Understanding the complete process of how words are handled in computers can be quite interesting. By observing the context in which words are situated, text data can guide the meanings of words; this powerful idea leads us primarily to derive the meaning of a word token from the specific context in which that word token resides. This means that each instance of “plant” has a different word vector; those contexts that seem to refer to the plant are expected to be closer to each other, while those contexts that may refer to a manufacturing center will cluster in another part of the vector space. Will this development fully resolve the problem of words having different meanings? That remains to be seen, but research has shown that ELMo is very beneficial in some NLP applications, including:
-
Question answering (relative error decreased by 9% on the SQuAD benchmark)
-
Labeling semantic roles of verbs (relative error decreased by 16% on the Ontonotes semantic role labeling benchmark)
-
Labeling expressions that refer to people or organizations in text (relative error decreased by 4% on the CoNLL 2003 benchmark)
-
Solving which expressions refer to the same entity (relative error decreased by 10% on the Ontonotes coreference resolution benchmark)

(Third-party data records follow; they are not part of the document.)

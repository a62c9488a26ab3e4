use std::sync::Arc;
use std::time::Duration;

use tracing::{info, warn};

use keep_merkle::{
    build_proof, build_sector_range_proof, convert_proof_ordering, LEAF_SIZE, LEAVES_PER_SECTOR,
};
use keep_store::Contract;
use keep_types::{
    BlockId, CoveredFields, FileContractId, Hash256, Segment, StorageProof, Transaction,
    TransactionSignature, MAX_REVISION_NUMBER,
};

use crate::error::{ContractError, Result};
use crate::manager::{ContractLock, ContractManager, MAX_BACKOFF_BLOCKS};
use crate::types::LifecycleAction;

/// Multiplier applied to the fee estimator's maximum when funding final
/// revisions and resolutions; the only requirement is confirmation before
/// the window closes.
pub const TXN_FEE_MULTIPLIER: u64 = 1000;

/// Deadline for a single action broadcast; timeouts are transient and
/// retried on the next chain tick.
pub const ACTION_TIMEOUT: Duration = Duration::from_secs(30);

/// Deterministically selects the leaf index a storage proof must reveal,
/// from the id of the block preceding the proof window and the contract
/// id.
///
/// The reduction is a consensus rule: the 32-byte BLAKE2b-256 digest is
/// consumed as four big-endian 64-bit groups through a running-remainder
/// wide division, bit-for-bit the chain's function.
pub fn storage_proof_segment(block_id: BlockId, contract_id: FileContractId, filesize: u64) -> u64 {
    if filesize == 0 {
        return 0;
    }
    let mut state = blake2b_simd::Params::new().hash_length(32).to_state();
    state.update(block_id.as_bytes());
    state.update(contract_id.as_bytes());
    let seed = state.finalize();
    let seed = seed.as_bytes();

    let num_segments = filesize.div_ceil(LEAF_SIZE as u64);
    let mut remainder: u64 = 0;
    for group in seed.chunks_exact(8).take(4) {
        let word = u64::from_be_bytes(group.try_into().expect("8-byte group"));
        let wide = ((remainder as u128) << 64) | word as u128;
        remainder = (wide % num_segments as u128) as u64;
    }
    remainder
}

impl ContractManager {
    /// Builds the storage proof for `segment_index` of a contract's file:
    /// the intra-sector path concatenated with the sector-range path, in
    /// consensus ordering. An empty file proves with an empty hash set.
    pub fn build_storage_proof(
        &self,
        id: &FileContractId,
        segment_index: u64,
    ) -> Result<StorageProof> {
        let contract = self.store.contract(id)?;
        if contract.revision.filesize == 0 {
            return Ok(StorageProof {
                parent_id: *id,
                segment: Segment::default(),
                hash_set: Vec::new(),
            });
        }

        let roots = self.store.sector_roots(id)?;
        let sector_index = segment_index / LEAVES_PER_SECTOR;
        let leaf_index = segment_index % LEAVES_PER_SECTOR;
        let root = roots.get(sector_index as usize).copied().ok_or_else(|| {
            ContractError::Invalid(format!(
                "segment {segment_index} is beyond the contract's {} sectors",
                roots.len()
            ))
        })?;

        let (sector, release) = self.storage.read_sector(&root)?;
        let mut hash_set = convert_proof_ordering(
            &build_proof(&sector, leaf_index, leaf_index + 1),
            leaf_index,
        );
        hash_set.extend(convert_proof_ordering(
            &build_sector_range_proof(&roots, sector_index, sector_index + 1),
            sector_index,
        ));

        let offset = leaf_index as usize * LEAF_SIZE;
        let mut segment = [0u8; LEAF_SIZE];
        segment.copy_from_slice(&sector[offset..offset + LEAF_SIZE]);
        release.release();

        Ok(StorageProof {
            parent_id: *id,
            segment: Segment::from_bytes(segment),
            hash_set,
        })
    }

    /// Performs one lifecycle action on a locked contract.
    pub async fn handle_contract_action(
        &self,
        lock: &ContractLock,
        action: LifecycleAction,
    ) -> Result<()> {
        let contract = lock.contract();
        match action {
            LifecycleAction::BroadcastFormation => {
                let formation_set = self.store.contract_formation_set(&contract.id)?;
                // A failed rebroadcast leaves the financial records
                // untouched; the action fires again on the next tick.
                self.tpool.accept_transaction_set(formation_set).await?;
                info!(contract = %contract.id, "rebroadcast formation transaction");
            }
            LifecycleAction::BroadcastFinalRevision => {
                self.broadcast_final_revision(contract).await?;
            }
            LifecycleAction::BroadcastResolution => {
                if contract.revision.revision_number == MAX_REVISION_NUMBER {
                    // Cleared cooperatively; the final revision resolves
                    // the contract without a proof.
                    self.broadcast_final_revision(contract).await?;
                } else {
                    self.broadcast_storage_proof(contract).await?;
                }
            }
        }
        Ok(())
    }

    async fn broadcast_final_revision(&self, contract: &Contract) -> Result<()> {
        let parent_id = Hash256::from_bytes(*contract.id.as_bytes());
        let txn = Transaction {
            file_contract_revisions: vec![contract.revision.clone()],
            signatures: vec![
                TransactionSignature {
                    parent_id,
                    covered_fields: CoveredFields::revision(0),
                    signature: contract.renter_signature,
                },
                TransactionSignature {
                    parent_id,
                    covered_fields: CoveredFields::revision(0),
                    signature: contract.host_signature,
                },
            ],
            ..Default::default()
        };
        self.fund_and_broadcast(txn).await?;
        info!(
            contract = %contract.id,
            revision = contract.revision.revision_number,
            "broadcast final revision"
        );
        Ok(())
    }

    async fn broadcast_storage_proof(&self, contract: &Contract) -> Result<()> {
        let window_start = contract.revision.window_start;
        let index = self.chain.index_at_height(window_start - 1).await?;
        let segment_index =
            storage_proof_segment(index.id, contract.id, contract.revision.filesize);
        let proof = self.build_storage_proof(&contract.id, segment_index)?;

        let txn = Transaction {
            storage_proofs: vec![proof],
            ..Default::default()
        };
        self.fund_and_broadcast(txn).await?;
        info!(contract = %contract.id, segment = segment_index, "broadcast storage proof");
        Ok(())
    }

    /// Attaches fees, funds from the wallet, signs, and submits. The
    /// wallet's UTXO reservation is held until the broadcast settles one
    /// way or the other.
    async fn fund_and_broadcast(&self, mut txn: Transaction) -> Result<()> {
        let (_, max_fee) = self.tpool.fee_estimation().await?;
        let fee = max_fee
            .checked_mul_u64(TXN_FEE_MULTIPLIER)
            .ok_or_else(|| ContractError::Invalid("transaction fee overflows".into()))?;
        txn.miner_fees.push(fee);

        let (to_sign, _reservation) = self.wallet.fund_transaction(&mut txn, fee).await?;
        self.wallet
            .sign_transaction(&mut txn, to_sign, CoveredFields::whole())
            .await?;
        self.tpool.accept_transaction_set(vec![txn]).await
    }

    /// Spawns the due actions, one task per contract, skipping contracts
    /// still backing off from an earlier failure.
    pub fn dispatch_actions(
        self: Arc<Self>,
        actions: Vec<(FileContractId, LifecycleAction)>,
        height: u64,
    ) {
        for (id, action) in actions {
            if !self.retry_ready(id, height) {
                continue;
            }
            let manager = Arc::clone(&self);
            tokio::spawn(async move {
                manager.run_action(id, action, height).await;
            });
        }
    }

    /// Runs a single action under the contract's lock and the dispatch
    /// deadline, updating the retry schedule.
    pub async fn run_action(&self, id: FileContractId, action: LifecycleAction, height: u64) {
        let lock = match self.lock_contract(id).await {
            Ok(lock) => lock,
            Err(err) => {
                warn!(contract = %id, %err, "failed to lock contract for action");
                return;
            }
        };
        match tokio::time::timeout(ACTION_TIMEOUT, self.handle_contract_action(&lock, action)).await
        {
            Ok(Ok(())) => {
                self.retries.lock().expect("retry map poisoned").remove(&id);
            }
            Ok(Err(err)) => {
                self.record_failure(id, height);
                warn!(contract = %id, ?action, %err, "contract action failed");
            }
            Err(_) => {
                self.record_failure(id, height);
                warn!(contract = %id, ?action, "contract action timed out");
            }
        }
    }

    fn retry_ready(&self, id: FileContractId, height: u64) -> bool {
        let retries = self.retries.lock().expect("retry map poisoned");
        match retries.get(&id) {
            Some((_, next_height)) => height >= *next_height,
            None => true,
        }
    }

    fn record_failure(&self, id: FileContractId, height: u64) {
        let mut retries = self.retries.lock().expect("retry map poisoned");
        let (attempts, _) = retries.get(&id).copied().unwrap_or((0, 0));
        let attempts = attempts.saturating_add(1);
        let delay = (1u64 << attempts.min(16)).min(MAX_BACKOFF_BLOCKS);
        retries.insert(id, (attempts, height + delay));
    }
}

#[cfg(test)]
mod tests {
    use super::*;

    #[test]
    fn segment_selection_is_deterministic_and_in_range() {
        let bid = BlockId::from_bytes([1u8; 32]);
        let fcid = FileContractId::from_bytes([2u8; 32]);
        let filesize = 3 << 22; // three sectors

        let a = storage_proof_segment(bid, fcid, filesize);
        let b = storage_proof_segment(bid, fcid, filesize);
        assert_eq!(a, b);
        assert!(a < filesize / LEAF_SIZE as u64);

        // Different inputs select different segments.
        let other = storage_proof_segment(BlockId::from_bytes([3u8; 32]), fcid, filesize);
        assert_ne!(a, other);
    }

    #[test]
    fn empty_file_selects_segment_zero() {
        let bid = BlockId::from_bytes([1u8; 32]);
        let fcid = FileContractId::from_bytes([2u8; 32]);
        assert_eq!(storage_proof_segment(bid, fcid, 0), 0);
    }

    #[test]
    fn partial_trailing_leaf_counts() {
        let bid = BlockId::from_bytes([4u8; 32]);
        let fcid = FileContractId::from_bytes([5u8; 32]);
        // 100 bytes is two leaves: one full, one padded.
        let selected = storage_proof_segment(bid, fcid, 100);
        assert!(selected < 2);
    }
}
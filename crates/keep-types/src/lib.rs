pub mod contract;
pub mod currency;
pub mod encoding;
pub mod hash;
pub mod keys;
pub mod settings;
pub mod transaction;

pub use contract::{
    contract_unlock_conditions, FileContract, FileContractRevision, Output, UnlockConditions,
    RENTER_OUTPUT, HOST_OUTPUT, VOID_OUTPUT,
};
pub use currency::Currency;
pub use encoding::{Encode, Encoder};
pub use hash::{Address, BlockId, ChainIndex, ChangeId, FileContractId, Hash256};
pub use keys::{HostKey, PublicKey, Signature, SignatureError};
pub use settings::HostSettings;
pub use transaction::{
    CoveredFields, Segment, StorageProof, Transaction, TransactionSignature,
};

/// Sentinel revision number marking a clearing revision. A contract carrying
/// this revision number is settled cooperatively and accepts no further
/// revisions.
pub const MAX_REVISION_NUMBER: u64 = u64::MAX;
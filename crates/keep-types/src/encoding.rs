//! Deterministic binary encoding used for signature hashes.
//!
//! Both parties sign the BLAKE2b-256 digest of a revision's canonical
//! encoding, so the byte layout is part of the protocol: little-endian
//! integers, u64 length prefixes on lists, fixed-size arrays raw.

use crate::hash::Hash256;

/// Accumulates the canonical encoding of a value and produces its digest.
pub struct Encoder {
    state: blake2b_simd::State,
}

impl Encoder {
    pub fn new() -> Self {
        Self {
            state: blake2b_simd::Params::new().hash_length(32).to_state(),
        }
    }

    pub fn write_bytes(&mut self, bytes: &[u8]) {
        self.state.update(bytes);
    }

    pub fn write_u64(&mut self, value: u64) {
        self.state.update(&value.to_le_bytes());
    }

    pub fn write_u128(&mut self, value: u128) {
        self.state.update(&value.to_le_bytes());
    }

    pub fn write_bool(&mut self, value: bool) {
        self.state.update(&[value as u8]);
    }

    /// Length prefix for a list; the caller encodes the elements.
    pub fn write_len(&mut self, len: usize) {
        self.write_u64(len as u64);
    }

    pub fn finalize(self) -> Hash256 {
        let digest = self.state.finalize();
        let mut out = [0u8; 32];
        out.copy_from_slice(digest.as_bytes());
        Hash256(out)
    }
}

impl Default for Encoder {
    fn default() -> Self {
        Self::new()
    }
}

/// A value with a canonical binary encoding.
pub trait Encode {
    fn encode_to(&self, e: &mut Encoder);

    /// Digest of the canonical encoding.
    fn digest(&self) -> Hash256 {
        let mut e = Encoder::new();
        self.encode_to(&mut e);
        e.finalize()
    }
}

Peters et al. (2018a) and subsequent researchers have also reported progress on other tasks. Howard and Ruder (2018) introduced a similar method called ULMFiT, which has been shown to be helpful for text classification tasks. Subsequent innovations from the transformer-based bidirectional encoder representations (BERT; Devlin et al., 2018) have introduced some innovative learning methods and learned from more data, achieving an additional 45% reduction in error on the first task (compared to ELMo) and a 7% reduction on the second task. These methods have recently been used to test basic common sense reasoning on the SWAG benchmark (Zellers et al., 2018), where Devlin et al. (2018) found that ELMo achieved a 5% relative error reduction compared to non-contextual word vectors, and BERT further reduced it by 66% compared to ELMo.
As of this writing, there are still many unresolved questions regarding the relative performance of different methods. A complete explanation of the differences between learning algorithms (especially neural network architectures) is beyond the scope of this paper, but it can be reasonably said that the space of possible learning methods has not been fully explored; some exploration directions can be found in Peters et al. (2018b). Some findings on BERT suggest that fine-tuning may be crucial. While ELMo originates from language modeling, the modeling problem addressed by BERT (i.e., the objective function minimized during the estimation phase) is quite different. The role of datasets used to learn language models has not been fully evaluated, except for one unsurprising pattern: larger datasets tend to be more beneficial.
6 Notes
-
Word vectors are biased
-
Language is far more than just words
-
Natural language processing is not a single problem
This article is translated by Machine Heart, please contact this public account for authorization to reprint.
✄————————————————
Join Machine Heart (Full-time Reporter / Intern): [email protected]
Submissions or inquiries for reporting: content@jiqizhixin.com
Advertising & Business Cooperation: [email protected]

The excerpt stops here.